PROBLEM TO SOLVE
When you reach the line that contains "very bottom of the view" in the data below, start reproducing lines exactly, and stop after the line that contains "carries no duration".

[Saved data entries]
::::
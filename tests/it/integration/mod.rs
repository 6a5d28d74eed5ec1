//! Integration tests for full notification and drag sequences.

mod replay_tests;
//! Animation commands emitted by the controller.
//!
//! The controller never animates anything itself. It hands an
//! `AnimationRequest` to the layout collaborator, which runs its own
//! animated layout pass and later reports back through
//! `KeyboardOffsetController::animation_finished` with the request's ticket.

use serde::{Deserialize, Serialize};

/// Host easing curve, passed through as opaque bits
#[derive(Debug, Clone, Copy, PartialEq, Eq, Hash, Default, Serialize, Deserialize)]
#[serde(transparent)]
pub struct AnimationCurve(u32);

impl AnimationCurve {
    #[inline]
    pub const fn from_bits(bits: u32) -> Self {
        Self(bits)
    }

    #[inline]
    pub const fn bits(self) -> u32 {
        self.0
    }
}

/// How the collaborator should run an animated layout pass
#[derive(Debug, Clone, Copy, PartialEq, Eq, Default, Serialize, Deserialize)]
pub struct AnimationOptions {
    /// Host curve, if the event supplied one
    #[serde(skip_serializing_if = "Option::is_none")]
    pub curve: Option<AnimationCurve>,
    /// Start from the presentation value of any in-flight animation
    pub begin_from_current_state: bool,
}

impl AnimationOptions {
    /// Options for system keyboard animations
    pub fn from_current_state(curve: Option<AnimationCurve>) -> Self {
        Self {
            curve,
            begin_from_current_state: true,
        }
    }
}

/// Why an animation was requested
#[derive(Debug, Clone, Copy, PartialEq, Eq, Hash, Serialize, Deserialize)]
#[serde(rename_all = "snake_case")]
pub enum AnimationPurpose {
    /// System show animation; completion hands control to the user
    PreArm,
    /// Eases the layout into place when a drag beats the pre-arm completion
    CatchUp,
    /// Layout returning to rest as the keyboard hides
    Hide,
}

/// Identifies one issued animation request
#[derive(Debug, Clone, Copy, PartialEq, Eq, Hash, Serialize, Deserialize)]
pub struct AnimationTicket {
    pub id: u64,
    pub purpose: AnimationPurpose,
}

/// A single animated layout pass for the collaborator to run
#[derive(Debug, Clone, Copy, PartialEq, Serialize, Deserialize)]
pub struct AnimationRequest {
    pub ticket: AnimationTicket,
    /// Duration in seconds, never negative
    pub duration: f64,
    pub options: AnimationOptions,
}

impl AnimationRequest {
    /// Raw curve bits, zero when the event carried none
    pub fn curve_bits(&self) -> u32 {
        self.options.curve.map(AnimationCurve::bits).unwrap_or(0)
    }
}

/// Hands out tickets with increasing ids
#[derive(Debug, Default)]
pub(crate) struct TicketIssuer {
    next_id: u64,
}

impl TicketIssuer {
    pub(crate) fn issue(&mut self, purpose: AnimationPurpose) -> AnimationTicket {
        let ticket = AnimationTicket {
            id: self.next_id,
            purpose,
        };
        self.next_id += 1;
        ticket
    }
}
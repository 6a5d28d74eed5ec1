//! Interactive keyboard offset controller.
//!
//! Tracks an on-screen keyboard's visibility, keeps a layout anchor in sync
//! with its height, and lets the user drag the keyboard down with a pan
//! gesture. Control of the anchor is handed back and forth between system
//! keyboard animations and the user's finger.
//!
//! ## Modules
//!
//! - `controller` - `KeyboardOffsetController`, the state machine
//! - `state` - `InteractionState` and observable snapshots
//! - `events` - keyboard notification payloads and drag samples
//! - `animation` - animation requests and completion tickets
//! - `layout` - the `LayoutApply` collaborator seam and `CommandLog`
//! - `config` - catch-up tuning loaded from JSON
//! - `replay` - scripted event replay for debugging handoff races

pub mod animation;
pub mod config;
pub mod constants;
pub mod controller;
pub mod error;
pub mod events;
pub mod layout;
pub mod logging;
pub mod perf;
pub mod replay;
pub mod state;

pub use animation::{AnimationCurve, AnimationOptions, AnimationPurpose, AnimationRequest, AnimationTicket};
pub use config::ControllerConfig;
pub use controller::KeyboardOffsetController;
pub use error::{ConfigError, PayloadError, ReplayError};
pub use events::{DragSample, KeyboardEvent, KeyboardHide, KeyboardNotification, KeyboardShow, NotificationKind};
pub use layout::{Command, CommandLog, LayoutApply};
pub use state::{ControllerSnapshot, InteractionState};
//! Crate-wide constants.
//!
//! Centralizes the tuning values for keyboard handoff so the controller
//! and config defaults agree.

// ============================================================================
// Drag Catch-Up
// ============================================================================

/// Drag distance (from the bottom of the view) at which a catch-up
/// animation takes no time at all
pub const REFERENCE_DRAG_DISTANCE: f64 = 336.0;

/// Catch-up animation duration in seconds when the drag starts at the
/// very bottom of the view
pub const CATCH_UP_MAX_DURATION: f64 = 0.25;

// ============================================================================
// Hide
// ============================================================================

/// Duration used when a will-hide payload carries no duration
pub const DEFAULT_HIDE_DURATION: f64 = 0.0;

// ============================================================================
// Logging
// ============================================================================

/// Environment variable read by `logging::init`
pub const LOG_ENV_VAR: &str = "KEYBOARD_HANDOFF_LOG";

/// Filter used when the environment variable is unset
pub const DEFAULT_LOG_FILTER: &str = "info";

// ============================================================================
// Profiling
// ============================================================================

/// A single drag sample should never take longer than this
pub const DRAG_SAMPLE_BUDGET_MS: f64 = 1.0;
//! Input events - keyboard visibility notifications and drag samples.
//!
//! Hosts deliver keyboard notifications as loosely-typed payloads
//! (`KeyboardNotification`). They are validated into `KeyboardEvent`
//! before reaching the controller, so the controller only ever sees
//! complete, finite values.

use crate::animation::AnimationCurve;
use crate::error::{PayloadError, PayloadResult};
use serde::{Deserialize, Serialize};

/// Which keyboard notification the host posted
#[derive(Debug, Clone, Copy, PartialEq, Eq, Serialize, Deserialize)]
#[serde(rename_all = "snake_case")]
pub enum NotificationKind {
    WillShow,
    WillHide,
    DidHide,
}

/// Raw notification payload as posted by the host.
///
/// Every payload field is optional here; `KeyboardEvent::try_from` decides
/// which ones the kind requires.
#[derive(Debug, Clone, PartialEq, Serialize, Deserialize)]
pub struct KeyboardNotification {
    pub kind: NotificationKind,
    #[serde(default, skip_serializing_if = "Option::is_none")]
    pub frame_end_height: Option<f64>,
    #[serde(default, skip_serializing_if = "Option::is_none")]
    pub animation_duration: Option<f64>,
    #[serde(default, skip_serializing_if = "Option::is_none")]
    pub animation_curve: Option<u32>,
}

impl KeyboardNotification {
    pub fn will_show(height: f64, duration: f64, curve: u32) -> Self {
        Self {
            kind: NotificationKind::WillShow,
            frame_end_height: Some(height),
            animation_duration: Some(duration),
            animation_curve: Some(curve),
        }
    }

    pub fn will_hide(duration: Option<f64>, curve: Option<u32>) -> Self {
        Self {
            kind: NotificationKind::WillHide,
            frame_end_height: None,
            animation_duration: duration,
            animation_curve: curve,
        }
    }

    pub fn did_hide() -> Self {
        Self {
            kind: NotificationKind::DidHide,
            frame_end_height: None,
            animation_duration: None,
            animation_curve: None,
        }
    }
}

/// Keyboard is about to appear or change height
#[derive(Debug, Clone, Copy, PartialEq)]
pub struct KeyboardShow {
    /// Height of the keyboard's end frame
    pub height: f64,
    /// System animation duration in seconds
    pub duration: f64,
    pub curve: AnimationCurve,
}

/// Keyboard is about to disappear
#[derive(Debug, Clone, Copy, PartialEq, Default)]
pub struct KeyboardHide {
    pub duration: Option<f64>,
    pub curve: Option<AnimationCurve>,
}

/// A validated keyboard visibility event
#[derive(Debug, Clone, Copy, PartialEq)]
pub enum KeyboardEvent {
    WillShow(KeyboardShow),
    WillHide(KeyboardHide),
    DidHide,
}

impl TryFrom<&KeyboardNotification> for KeyboardEvent {
    type Error = PayloadError;

    fn try_from(note: &KeyboardNotification) -> PayloadResult<Self> {
        match note.kind {
            NotificationKind::WillShow => {
                let duration = required(note.animation_duration, "animation_duration")?;
                let curve = note
                    .animation_curve
                    .ok_or(PayloadError::MissingField("animation_curve"))?;
                let height = required(note.frame_end_height, "frame_end_height")?;
                Ok(Self::WillShow(KeyboardShow {
                    height,
                    duration,
                    curve: AnimationCurve::from_bits(curve),
                }))
            }
            NotificationKind::WillHide => Ok(Self::WillHide(KeyboardHide {
                // Optional on hide: an unusable duration falls back to the default
                duration: note
                    .animation_duration
                    .and_then(|d| non_negative(d, "animation_duration").ok()),
                curve: note.animation_curve.map(AnimationCurve::from_bits),
            })),
            NotificationKind::DidHide => Ok(Self::DidHide),
        }
    }
}

fn required(value: Option<f64>, field: &'static str) -> PayloadResult<f64> {
    let value = value.ok_or(PayloadError::MissingField(field))?;
    non_negative(value, field)
}

fn non_negative(value: f64, field: &'static str) -> PayloadResult<f64> {
    if value.is_finite() && value >= 0.0 {
        Ok(value)
    } else {
        Err(PayloadError::InvalidValue { field, value })
    }
}

/// One pointer sample from the drag input source
#[derive(Debug, Clone, Copy, PartialEq, Serialize, Deserialize)]
pub struct DragSample {
    /// Distance of the pointer above the bottom edge of the view
    pub distance_from_bottom: f64,
}

impl DragSample {
    pub fn new(distance_from_bottom: f64) -> Self {
        Self {
            distance_from_bottom,
        }
    }

    /// Derive a sample from a pointer position in view coordinates
    #[inline]
    pub fn at_pointer(pointer_y: f64, view_height: f64) -> Self {
        Self::new(view_height - pointer_y)
    }
}
//! Controller tuning, loadable from JSON.

use crate::constants::{CATCH_UP_MAX_DURATION, REFERENCE_DRAG_DISTANCE};
use crate::error::{ConfigError, ConfigResult};
use serde::{Deserialize, Serialize};
use std::path::Path;

/// Tuning values for the drag catch-up animation.
///
/// Every field is optional in JSON and falls back to the crate constants.
#[derive(Debug, Clone, Copy, PartialEq, Serialize, Deserialize)]
#[serde(default)]
pub struct ControllerConfig {
    /// Drag distance at which catch-up takes zero time
    pub reference_drag_distance: f64,
    /// Catch-up duration in seconds for a drag starting at the bottom edge
    pub catch_up_max_duration: f64,
}

impl Default for ControllerConfig {
    fn default() -> Self {
        Self {
            reference_drag_distance: REFERENCE_DRAG_DISTANCE,
            catch_up_max_duration: CATCH_UP_MAX_DURATION,
        }
    }
}

impl ControllerConfig {
    /// Parse and validate a JSON config
    pub fn from_json_str(json: &str) -> ConfigResult<Self> {
        let config: Self = serde_json::from_str(json)?;
        config.validate()?;
        Ok(config)
    }

    /// Read, parse and validate a JSON config file
    pub fn load(path: impl AsRef<Path>) -> ConfigResult<Self> {
        let path = path.as_ref();
        let json = std::fs::read_to_string(path)?;
        let config = Self::from_json_str(&json)?;
        tracing::debug!(path = %path.display(), ?config, "Loaded controller config");
        Ok(config)
    }

    pub fn validate(&self) -> ConfigResult<()> {
        if !self.reference_drag_distance.is_finite() || self.reference_drag_distance <= 0.0 {
            return Err(ConfigError::Invalid(format!(
                "reference_drag_distance must be positive, got {}",
                self.reference_drag_distance
            )));
        }
        if !self.catch_up_max_duration.is_finite() || self.catch_up_max_duration < 0.0 {
            return Err(ConfigError::Invalid(format!(
                "catch_up_max_duration must be non-negative, got {}",
                self.catch_up_max_duration
            )));
        }
        Ok(())
    }

    /// Catch-up duration for a drag that begins `distance_from_bottom` above
    /// the bottom edge. Shrinks linearly to zero at the reference distance.
    pub fn catch_up_duration(&self, distance_from_bottom: f64) -> f64 {
        let duration =
            (1.0 - distance_from_bottom / self.reference_drag_distance) * self.catch_up_max_duration;
        // max() also maps NaN to zero
        duration.max(0.0)
    }
}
::::
WRITTEN RESPONSE
/// very bottom of the view
pub const CATCH_UP_MAX_DURATION: f64 = 0.25;

// ============================================================================
// Hide
// ============================================================================

/// Duration used when a will-hide payload carries no duration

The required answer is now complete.